- _What the task requires_:
Read through the entries below and copy each line where "that" turns up.

(Dataset entries)
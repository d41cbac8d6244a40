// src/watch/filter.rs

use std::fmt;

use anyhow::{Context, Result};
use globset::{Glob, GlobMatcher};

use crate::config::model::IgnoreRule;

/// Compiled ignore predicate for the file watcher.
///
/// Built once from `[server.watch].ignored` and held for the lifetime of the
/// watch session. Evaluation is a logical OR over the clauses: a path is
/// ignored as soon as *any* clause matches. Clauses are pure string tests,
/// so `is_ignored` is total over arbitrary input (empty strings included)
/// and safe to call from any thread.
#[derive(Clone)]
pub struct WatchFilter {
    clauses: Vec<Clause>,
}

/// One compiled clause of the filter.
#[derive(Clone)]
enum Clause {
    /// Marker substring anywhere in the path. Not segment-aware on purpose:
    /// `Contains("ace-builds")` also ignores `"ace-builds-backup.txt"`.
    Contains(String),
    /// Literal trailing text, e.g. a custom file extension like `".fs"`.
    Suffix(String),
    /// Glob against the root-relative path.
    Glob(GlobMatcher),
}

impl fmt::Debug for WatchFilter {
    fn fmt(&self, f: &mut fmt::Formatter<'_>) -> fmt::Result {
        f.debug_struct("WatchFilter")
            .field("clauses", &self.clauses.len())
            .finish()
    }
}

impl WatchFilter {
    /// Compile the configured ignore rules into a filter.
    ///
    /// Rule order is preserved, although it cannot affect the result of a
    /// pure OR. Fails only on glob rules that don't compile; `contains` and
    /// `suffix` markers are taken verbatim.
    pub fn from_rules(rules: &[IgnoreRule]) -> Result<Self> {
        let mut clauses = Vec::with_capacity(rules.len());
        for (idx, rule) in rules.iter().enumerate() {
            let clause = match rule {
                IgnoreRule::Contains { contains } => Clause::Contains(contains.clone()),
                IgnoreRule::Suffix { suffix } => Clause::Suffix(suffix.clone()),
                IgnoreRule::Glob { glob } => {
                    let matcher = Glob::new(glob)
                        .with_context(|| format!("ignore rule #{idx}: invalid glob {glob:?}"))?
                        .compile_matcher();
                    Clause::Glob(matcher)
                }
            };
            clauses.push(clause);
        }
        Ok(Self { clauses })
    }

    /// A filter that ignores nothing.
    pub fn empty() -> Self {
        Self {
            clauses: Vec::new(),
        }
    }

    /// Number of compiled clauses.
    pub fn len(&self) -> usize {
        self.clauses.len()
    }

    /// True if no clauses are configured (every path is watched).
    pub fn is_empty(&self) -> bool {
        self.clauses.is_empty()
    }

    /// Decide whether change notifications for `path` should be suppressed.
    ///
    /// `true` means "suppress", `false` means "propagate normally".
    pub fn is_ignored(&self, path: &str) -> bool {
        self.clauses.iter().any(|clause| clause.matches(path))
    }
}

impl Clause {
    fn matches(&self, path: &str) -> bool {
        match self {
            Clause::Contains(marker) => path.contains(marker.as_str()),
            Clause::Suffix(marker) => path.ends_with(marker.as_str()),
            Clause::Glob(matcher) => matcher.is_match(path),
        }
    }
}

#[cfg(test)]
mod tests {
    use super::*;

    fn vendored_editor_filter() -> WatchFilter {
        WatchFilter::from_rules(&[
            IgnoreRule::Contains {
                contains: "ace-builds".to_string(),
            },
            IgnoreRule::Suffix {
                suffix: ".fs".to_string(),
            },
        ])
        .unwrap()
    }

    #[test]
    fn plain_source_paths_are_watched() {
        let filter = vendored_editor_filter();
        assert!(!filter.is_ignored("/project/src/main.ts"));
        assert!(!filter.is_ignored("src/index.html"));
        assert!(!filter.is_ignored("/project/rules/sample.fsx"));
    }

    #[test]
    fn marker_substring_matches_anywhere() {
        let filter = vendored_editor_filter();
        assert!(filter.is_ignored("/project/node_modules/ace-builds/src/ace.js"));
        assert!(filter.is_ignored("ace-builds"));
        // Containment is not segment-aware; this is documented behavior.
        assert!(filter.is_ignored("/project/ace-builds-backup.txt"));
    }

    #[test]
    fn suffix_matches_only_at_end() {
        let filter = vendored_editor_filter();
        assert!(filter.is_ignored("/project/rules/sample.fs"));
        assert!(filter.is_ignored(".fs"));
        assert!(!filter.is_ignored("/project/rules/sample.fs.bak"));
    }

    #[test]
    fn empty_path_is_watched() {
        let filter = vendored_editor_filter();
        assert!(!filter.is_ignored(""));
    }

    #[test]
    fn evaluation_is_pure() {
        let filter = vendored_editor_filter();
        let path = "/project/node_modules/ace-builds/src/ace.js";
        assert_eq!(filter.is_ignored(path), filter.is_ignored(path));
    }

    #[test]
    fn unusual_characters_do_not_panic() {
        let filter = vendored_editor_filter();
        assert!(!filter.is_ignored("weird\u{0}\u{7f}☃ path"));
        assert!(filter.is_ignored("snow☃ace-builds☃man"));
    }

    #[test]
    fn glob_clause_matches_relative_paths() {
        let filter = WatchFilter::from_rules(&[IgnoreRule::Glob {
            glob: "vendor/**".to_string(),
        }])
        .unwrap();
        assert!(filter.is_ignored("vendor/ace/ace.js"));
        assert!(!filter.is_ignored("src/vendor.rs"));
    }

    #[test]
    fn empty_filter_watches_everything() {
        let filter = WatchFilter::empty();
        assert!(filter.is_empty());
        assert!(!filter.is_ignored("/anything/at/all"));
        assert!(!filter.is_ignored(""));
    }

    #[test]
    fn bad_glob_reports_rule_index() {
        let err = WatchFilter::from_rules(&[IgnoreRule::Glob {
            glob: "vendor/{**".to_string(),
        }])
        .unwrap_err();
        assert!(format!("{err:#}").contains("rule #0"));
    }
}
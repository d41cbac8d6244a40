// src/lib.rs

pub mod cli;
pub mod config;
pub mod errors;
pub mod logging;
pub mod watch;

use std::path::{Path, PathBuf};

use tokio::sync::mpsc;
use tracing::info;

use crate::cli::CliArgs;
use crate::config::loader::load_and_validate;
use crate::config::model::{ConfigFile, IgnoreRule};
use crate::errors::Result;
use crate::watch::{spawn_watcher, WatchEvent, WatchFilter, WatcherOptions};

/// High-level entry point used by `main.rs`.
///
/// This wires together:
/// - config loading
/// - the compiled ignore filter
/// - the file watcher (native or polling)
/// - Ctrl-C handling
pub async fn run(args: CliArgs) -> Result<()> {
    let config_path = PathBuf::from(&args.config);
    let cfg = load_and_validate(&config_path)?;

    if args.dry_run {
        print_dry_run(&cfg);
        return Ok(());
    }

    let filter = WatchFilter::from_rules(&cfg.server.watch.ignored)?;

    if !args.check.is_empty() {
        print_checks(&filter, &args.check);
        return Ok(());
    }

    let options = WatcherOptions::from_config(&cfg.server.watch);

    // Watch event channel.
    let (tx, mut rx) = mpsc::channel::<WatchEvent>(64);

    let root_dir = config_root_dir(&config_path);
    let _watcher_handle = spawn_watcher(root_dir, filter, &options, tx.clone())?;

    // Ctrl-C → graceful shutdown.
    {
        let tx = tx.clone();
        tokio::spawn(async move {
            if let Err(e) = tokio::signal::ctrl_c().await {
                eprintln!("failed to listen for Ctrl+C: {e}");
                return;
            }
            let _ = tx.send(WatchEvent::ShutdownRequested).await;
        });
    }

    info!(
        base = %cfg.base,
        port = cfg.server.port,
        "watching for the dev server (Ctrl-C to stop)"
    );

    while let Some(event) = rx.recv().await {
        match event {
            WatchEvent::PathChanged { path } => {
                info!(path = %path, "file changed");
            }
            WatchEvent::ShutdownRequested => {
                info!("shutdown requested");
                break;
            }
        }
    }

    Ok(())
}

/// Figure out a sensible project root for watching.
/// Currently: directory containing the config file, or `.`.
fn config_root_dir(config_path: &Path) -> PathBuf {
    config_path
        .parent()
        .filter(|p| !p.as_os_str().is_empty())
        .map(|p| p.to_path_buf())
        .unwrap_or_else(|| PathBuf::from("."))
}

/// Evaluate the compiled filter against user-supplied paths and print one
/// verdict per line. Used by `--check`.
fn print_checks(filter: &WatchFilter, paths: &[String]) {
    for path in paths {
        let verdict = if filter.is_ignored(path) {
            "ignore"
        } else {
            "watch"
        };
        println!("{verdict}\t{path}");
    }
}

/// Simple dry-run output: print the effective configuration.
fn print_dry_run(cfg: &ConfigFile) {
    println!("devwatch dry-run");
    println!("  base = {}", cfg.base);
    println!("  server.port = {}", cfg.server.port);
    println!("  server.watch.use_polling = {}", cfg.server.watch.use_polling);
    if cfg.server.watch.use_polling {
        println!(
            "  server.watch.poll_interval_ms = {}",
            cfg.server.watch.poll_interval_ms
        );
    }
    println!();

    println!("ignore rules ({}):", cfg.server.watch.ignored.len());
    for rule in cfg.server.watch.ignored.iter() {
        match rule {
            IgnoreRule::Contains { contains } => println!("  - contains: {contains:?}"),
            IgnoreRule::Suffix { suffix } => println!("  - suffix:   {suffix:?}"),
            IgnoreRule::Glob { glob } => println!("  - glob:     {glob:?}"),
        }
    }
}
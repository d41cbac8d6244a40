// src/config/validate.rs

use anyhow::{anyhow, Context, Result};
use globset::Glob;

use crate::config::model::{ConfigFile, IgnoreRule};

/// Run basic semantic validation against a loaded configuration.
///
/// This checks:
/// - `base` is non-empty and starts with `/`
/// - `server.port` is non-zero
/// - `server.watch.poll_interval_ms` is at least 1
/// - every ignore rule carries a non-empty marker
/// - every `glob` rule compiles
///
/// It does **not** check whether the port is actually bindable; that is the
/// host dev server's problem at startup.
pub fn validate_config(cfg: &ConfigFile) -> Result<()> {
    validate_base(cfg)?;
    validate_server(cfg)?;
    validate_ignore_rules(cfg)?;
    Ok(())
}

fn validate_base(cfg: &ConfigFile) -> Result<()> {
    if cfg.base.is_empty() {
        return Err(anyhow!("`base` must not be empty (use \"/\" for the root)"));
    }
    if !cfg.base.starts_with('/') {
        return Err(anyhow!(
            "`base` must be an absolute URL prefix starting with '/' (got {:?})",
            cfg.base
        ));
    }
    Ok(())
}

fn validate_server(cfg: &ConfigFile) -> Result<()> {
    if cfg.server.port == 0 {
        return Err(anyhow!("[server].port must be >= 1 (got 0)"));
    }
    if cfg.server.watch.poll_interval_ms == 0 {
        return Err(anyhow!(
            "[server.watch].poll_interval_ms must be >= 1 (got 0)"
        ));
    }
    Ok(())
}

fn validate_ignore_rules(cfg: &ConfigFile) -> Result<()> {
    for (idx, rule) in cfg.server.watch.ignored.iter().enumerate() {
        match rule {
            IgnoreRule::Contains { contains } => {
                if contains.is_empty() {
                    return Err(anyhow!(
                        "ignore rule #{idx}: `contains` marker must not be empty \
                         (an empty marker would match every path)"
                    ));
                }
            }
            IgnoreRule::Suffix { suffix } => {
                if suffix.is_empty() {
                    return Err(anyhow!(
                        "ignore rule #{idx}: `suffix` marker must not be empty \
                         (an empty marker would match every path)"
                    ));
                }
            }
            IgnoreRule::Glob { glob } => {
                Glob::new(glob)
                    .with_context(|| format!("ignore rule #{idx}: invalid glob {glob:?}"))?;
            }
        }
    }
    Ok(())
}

- _Result of the task_:
    /// pure OR. Fails only on glob rules that don't compile; `contains` and
    /// A filter that ignores nothing.
/// It does **not** check whether the port is actually bindable; that is the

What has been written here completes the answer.